Bitty hadn’t finished setting up for the shift from bakery to bar yet. The bakery tables were still set up—no room for dancing, yet—and the bar stools hadn’t been lined up by the glass display cases, though the liquor was already fully stocked. Dex borrowed a chair from a nearby table and settled down next to the checkout counter as Bitty grabbed a glass and something dark. Dex threw the paper down onto the counter and ignored Bitty’s glance at it.
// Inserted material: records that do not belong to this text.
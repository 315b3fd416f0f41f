pub mod product;

pub use product::{NewProduct, Product, ProductError};
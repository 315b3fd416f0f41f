pub mod pii;

pub mod models {
    pub mod events;
}

pub use pii::Masked;
pub mod email;
pub mod sms;
pub mod webhook;

use async_trait::async_trait;
use barrio_core::models::Order;
use barrio_core::repository::NotificationRepository;
use barrio_core::{ChannelEndpoint, OrderEvent};
use chrono::{DateTime, Utc};
use serde::Serialize;
use std::sync::Arc;
use tracing::{error, info};

use crate::error::NotificationError;

pub use email::EmailObserver;
pub use sms::SmsObserver;
pub use webhook::WebhookObserver;

/// A channel interested in order lifecycle events.
#[async_trait]
pub trait OrderObserver: Send + Sync {
    async fn notify(&self, order: &Order, event: OrderEvent, message: &str) -> Result<(), NotificationError>;

    /// Human-readable description, including the destination where there is one
    fn name(&self) -> String;

    /// Value written to the `channel` column of notification records
    fn channel(&self) -> &'static str;
}

#[derive(Debug, Clone, PartialEq, Eq, Serialize)]
pub struct DispatchRecord {
    pub order_id: i64,
    pub event: OrderEvent,
    pub message: String,
    pub dispatched_at: DateTime<Utc>,
    /// Observers attempted, including ones that failed
    pub observers_notified: usize,
    pub delivered: usize,
}

/// Fans an order event out to every attached observer.
///
/// A failing observer is logged and skipped; it never stops the others and
/// never surfaces to the caller.
#[derive(Default)]
pub struct OrderNotificationSubject {
    observers: Vec<Arc<dyn OrderObserver>>,
    history: Vec<DispatchRecord>,
}

impl OrderNotificationSubject {
    pub fn new() -> Self {
        Self::default()
    }

    pub fn with_observers(observers: Vec<Arc<dyn OrderObserver>>) -> Self {
        let mut subject = Self::new();
        for observer in observers {
            subject.attach(observer);
        }
        subject
    }

    /// No-op if this exact observer is already attached.
    pub fn attach(&mut self, observer: Arc<dyn OrderObserver>) {
        if self.position(&observer).is_some() {
            return;
        }
        info!("Observer attached: {}", observer.name());
        self.observers.push(observer);
    }

    pub fn detach(&mut self, observer: &Arc<dyn OrderObserver>) {
        if let Some(index) = self.position(observer) {
            let removed = self.observers.remove(index);
            info!("Observer detached: {}", removed.name());
        }
    }

    fn position(&self, observer: &Arc<dyn OrderObserver>) -> Option<usize> {
        self.observers
            .iter()
            .position(|o| std::ptr::addr_eq(Arc::as_ptr(o), Arc::as_ptr(observer)))
    }

    pub fn observer_names(&self) -> Vec<String> {
        self.observers.iter().map(|o| o.name()).collect()
    }

    pub fn history(&self) -> &[DispatchRecord] {
        &self.history
    }

    pub async fn notify(&mut self, order: &Order, event: OrderEvent, message: &str) -> DispatchRecord {
        info!(
            order_id = order.id,
            %event,
            observers = self.observers.len(),
            "Notifying observers"
        );

        let mut delivered = 0;
        for observer in &self.observers {
            match observer.notify(order, event, message).await {
                Ok(()) => delivered += 1,
                Err(e) => error!(order_id = order.id, "Observer {} failed: {}", observer.name(), e),
            }
        }

        let record = DispatchRecord {
            order_id: order.id,
            event,
            message: message.to_string(),
            dispatched_at: Utc::now(),
            observers_notified: self.observers.len(),
            delivered,
        };
        self.history.push(record.clone());
        record
    }
}

/// Build one observer per configured endpoint, all persisting through `repo`.
pub fn build_observers(
    endpoints: &[ChannelEndpoint],
    repo: Arc<dyn NotificationRepository>,
) -> Vec<Arc<dyn OrderObserver>> {
    endpoints
        .iter()
        .map(|endpoint| -> Arc<dyn OrderObserver> {
            match endpoint {
                ChannelEndpoint::Email => Arc::new(EmailObserver::new(repo.clone())),
                ChannelEndpoint::Webhook { url } => Arc::new(WebhookObserver::new(url, repo.clone())),
                ChannelEndpoint::Sms { phone } => Arc::new(SmsObserver::new(phone, repo.clone())),
            }
        })
        .collect()
}
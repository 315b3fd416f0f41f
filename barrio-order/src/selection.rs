use barrio_core::models::Order;
use barrio_core::{Fragility, Priority, Provider};
use serde::Serialize;
use std::fmt;
use std::str::FromStr;
use tracing::{info, warn};

use crate::error::OrderError;

/// The order attributes provider selection looks at.
#[derive(Debug, Clone, Copy, PartialEq, Eq)]
pub struct OrderFacts {
    pub priority: Priority,
    pub fragility: Fragility,
    pub total_weight: i64,
}

impl From<&Order> for OrderFacts {
    fn from(order: &Order) -> Self {
        Self {
            priority: order.priority,
            fragility: order.fragility,
            total_weight: order.total_weight,
        }
    }
}

pub trait SelectionPolicy: Send + Sync {
    fn select(&self, facts: &OrderFacts) -> Provider;

    fn name(&self) -> &'static str;
}

/// Balances speed and cost.
pub struct StandardPolicy;

impl SelectionPolicy for StandardPolicy {
    fn select(&self, facts: &OrderFacts) -> Provider {
        if facts.priority.is_express() && facts.fragility.is_fragile() {
            Provider::EcoBike
        } else if facts.total_weight <= 1200 {
            Provider::MotoYa
        } else {
            Provider::PaqZ
        }
    }

    fn name(&self) -> &'static str {
        "Standard selection (speed/cost)"
    }
}

/// Prefers the lowest environmental impact.
pub struct EcoFriendlyPolicy;

impl SelectionPolicy for EcoFriendlyPolicy {
    fn select(&self, facts: &OrderFacts) -> Provider {
        if facts.total_weight <= 2000 {
            Provider::EcoBike
        } else if facts.total_weight <= 5000 && facts.fragility != Fragility::High {
            Provider::MotoYa
        } else {
            Provider::PaqZ
        }
    }

    fn name(&self) -> &'static str {
        "Eco-friendly selection (lowest impact)"
    }
}

/// Cheapest courier unless the package justifies a premium.
pub struct CostOptimizedPolicy;

impl SelectionPolicy for CostOptimizedPolicy {
    fn select(&self, facts: &OrderFacts) -> Provider {
        if facts.total_weight > 3000 {
            Provider::PaqZ
        } else if facts.priority.is_express() && facts.fragility == Fragility::High {
            Provider::EcoBike
        } else {
            Provider::MotoYa
        }
    }

    fn name(&self) -> &'static str {
        "Cost-optimized selection"
    }
}

#[derive(Debug, Clone, Copy, Default, PartialEq, Eq, Hash, Serialize)]
#[serde(rename_all = "lowercase")]
pub enum PolicyKind {
    #[default]
    Standard,
    Eco,
    Cost,
}

impl PolicyKind {
    pub const ALL: [PolicyKind; 3] = [PolicyKind::Standard, PolicyKind::Eco, PolicyKind::Cost];

    pub fn as_str(&self) -> &'static str {
        match self {
            PolicyKind::Standard => "standard",
            PolicyKind::Eco => "eco",
            PolicyKind::Cost => "cost",
        }
    }

    pub fn policy(&self) -> Box<dyn SelectionPolicy> {
        match self {
            PolicyKind::Standard => Box::new(StandardPolicy),
            PolicyKind::Eco => Box::new(EcoFriendlyPolicy),
            PolicyKind::Cost => Box::new(CostOptimizedPolicy),
        }
    }

    /// Lenient parse for customer-supplied values: blank or unknown names
    /// select the standard policy.
    pub fn from_form(raw: &str) -> Self {
        let raw = raw.trim();
        if raw.is_empty() {
            return PolicyKind::Standard;
        }
        raw.parse().unwrap_or_else(|err| {
            warn!("{}; using standard policy", err);
            PolicyKind::Standard
        })
    }
}

impl FromStr for PolicyKind {
    type Err = OrderError;

    fn from_str(s: &str) -> Result<Self, Self::Err> {
        match s.trim().to_lowercase().as_str() {
            "standard" => Ok(PolicyKind::Standard),
            "eco" | "eco-friendly" | "eco_friendly" => Ok(PolicyKind::Eco),
            "cost" | "cost-optimized" | "cost_optimized" => Ok(PolicyKind::Cost),
            _ => Err(OrderError::UnknownPolicy {
                name: s.to_string(),
                available: PolicyKind::ALL
                    .iter()
                    .map(PolicyKind::as_str)
                    .collect::<Vec<_>>()
                    .join(", "),
            }),
        }
    }
}

impl fmt::Display for PolicyKind {
    fn fmt(&self, f: &mut fmt::Formatter<'_>) -> fmt::Result {
        f.write_str(self.as_str())
    }
}

#[derive(Debug, Clone, PartialEq, Eq, Serialize)]
pub struct Selection {
    pub provider: Provider,
    pub policy: &'static str,
    pub reason: String,
}

/// Holds the active selection policy; the policy can be swapped at runtime.
pub struct ProviderSelector {
    policy: Box<dyn SelectionPolicy>,
}

impl ProviderSelector {
    pub fn new(kind: PolicyKind) -> Self {
        Self { policy: kind.policy() }
    }

    pub fn set_policy(&mut self, policy: Box<dyn SelectionPolicy>) {
        info!("Selection policy changed to {}", policy.name());
        self.policy = policy;
    }

    pub fn select(&self, facts: &OrderFacts) -> Selection {
        let provider = self.policy.select(facts);
        Selection {
            provider,
            policy: self.policy.name(),
            reason: format!(
                "Provider {} selected for a {}g order, priority {}, fragility {}",
                provider, facts.total_weight, facts.priority, facts.fragility
            ),
        }
    }
}

impl Default for ProviderSelector {
    fn default() -> Self {
        Self::new(PolicyKind::Standard)
    }
}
“He came in last night?” Dex asked, watching Bitty work. He could imagine Nursey sitting in the same chair, watching the same thing. Except, of course, with other patrons around. There had probably been a man. A majority of Nursey’s bad decisions came with a man somewhere before. Or after.

Bitty hummed, pushing over the full shot glass.

“You served him?”

Bitty’s look was firm, but not without warmth. “I serve paying clientele.”

Dex nodded, once to himself, and then again at Bitty. He fidgeted with the glass for a moment before tossing his head back and downing it. He didn’t drink often anymore. The burn was heady and lasting.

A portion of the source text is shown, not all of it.